Quinze jours après, elle pouvait poser sa question au bon Dieu ; elle était devant lui. Nous l’avions bien soignée, mais à quoi bon ? Elle devait succomber sous la honte et le désespoir. Ainsi l’orage renverse un jeune arbre. Sa mort ne fut pas pleurée. Qu’aurait-elle pu faire désormais sur la terre ?
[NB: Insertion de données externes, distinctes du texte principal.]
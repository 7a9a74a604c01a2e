// The generative-text port and its live Gemini implementation.
//
// `Enricher` is the single substitution point between live text generation
// and everything else: `Guide` holds an `Option<Box<dyn Enricher>>` and
// treats `None` (or any `Err`) as "use the static templates". Tests plug in
// their own implementations.
//
// `GeminiEnricher` issues one blocking `generateContent` call per prompt:
//
//   POST {endpoint}/models/{model}:generateContent?key={api_key}
//   {"contents": [{"parts": [{"text": prompt}]}]}
//
// and returns the first candidate's first text part, trimmed.

use serde::{Deserialize, Serialize};
use tracing::debug;

use crate::config::EnrichmentConfig;
use crate::error::{EnrichError, Result};

/// Produces free text for a prompt.
pub trait Enricher: Send + Sync {
    fn generate(&self, prompt: &str) -> Result<String>;

    /// Short label for logs and status output.
    fn name(&self) -> &str;
}

#[derive(Serialize)]
struct GenerateRequest<'a> {
    contents: [Content<'a>; 1],
}

#[derive(Serialize)]
struct Content<'a> {
    parts: [Part<'a>; 1],
}

#[derive(Serialize)]
struct Part<'a> {
    text: &'a str,
}

#[derive(Deserialize)]
struct GenerateResponse {
    #[serde(default)]
    candidates: Vec<Candidate>,
}

#[derive(Deserialize)]
struct Candidate {
    content: Option<CandidateContent>,
}

#[derive(Deserialize)]
struct CandidateContent {
    #[serde(default)]
    parts: Vec<CandidatePart>,
}

#[derive(Deserialize)]
struct CandidatePart {
    text: Option<String>,
}

/// Pull the generated text out of a `generateContent` response body.
fn extract_text(body: &str) -> Result<String> {
    let response: GenerateResponse = serde_json::from_str(body)
        .map_err(|e| EnrichError::MalformedResponse(e.to_string()))?;
    response
        .candidates
        .into_iter()
        .next()
        .and_then(|c| c.content)
        .and_then(|c| c.parts.into_iter().next())
        .and_then(|p| p.text)
        .map(|t| t.trim().to_string())
        .filter(|t| !t.is_empty())
        .ok_or_else(|| EnrichError::MalformedResponse("no text in first candidate".into()))
}

/// Live enricher backed by the Gemini REST API.
pub struct GeminiEnricher {
    client: reqwest::blocking::Client,
    url: String,
    model: String,
}

impl GeminiEnricher {
    /// Requires a `Ready` config.
    pub fn new(config: &EnrichmentConfig) -> Result<Self> {
        let status = config.status();
        let api_key = match config.api_key.as_deref() {
            Some(key) if config.is_configured() => key,
            _ => return Err(EnrichError::NotConfigured(status)),
        };
        let client = reqwest::blocking::Client::builder()
            .timeout(config.timeout)
            .build()?;
        let url = format!(
            "{}/models/{}:generateContent?key={}",
            config.endpoint.trim_end_matches('/'),
            config.model,
            urlencoding::encode(api_key),
        );
        Ok(Self {
            client,
            url,
            model: config.model.clone(),
        })
    }
}

impl Enricher for GeminiEnricher {
    fn generate(&self, prompt: &str) -> Result<String> {
        let body = GenerateRequest {
            contents: [Content {
                parts: [Part { text: prompt }],
            }],
        };
        debug!(model = %self.model, prompt_chars = prompt.chars().count(), "calling enrichment");
        let response = self.client.post(&self.url).json(&body).send()?;
        let status = response.status();
        if !status.is_success() {
            return Err(EnrichError::Status(status.as_u16()));
        }
        let text = response.text()?;
        extract_text(&text)
    }

    fn name(&self) -> &str {
        &self.model
    }
}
En attendant, le comte Agénor était revenu de ses poursuites vaines. Lorsqu’il traversa, taciturne et menaçant, notre village, il avait vieilli de vingt années. Il s’informa de Kasia, et apprenant que nous l’avions mise à l’abri, il entra dans une de ses colères. J’étais résolu à ne pas cacher que je m’étais chargé d’elle, et toute la commune était résolue à me défendre s’il voulait user de violence contre moi ; mais ce que nous prévoyions n’arriva pas, soit qu’il craignit les suites de sa méchanceté, soit plutôt qu’il attendît une occasion pour se venger sûrement et en silence.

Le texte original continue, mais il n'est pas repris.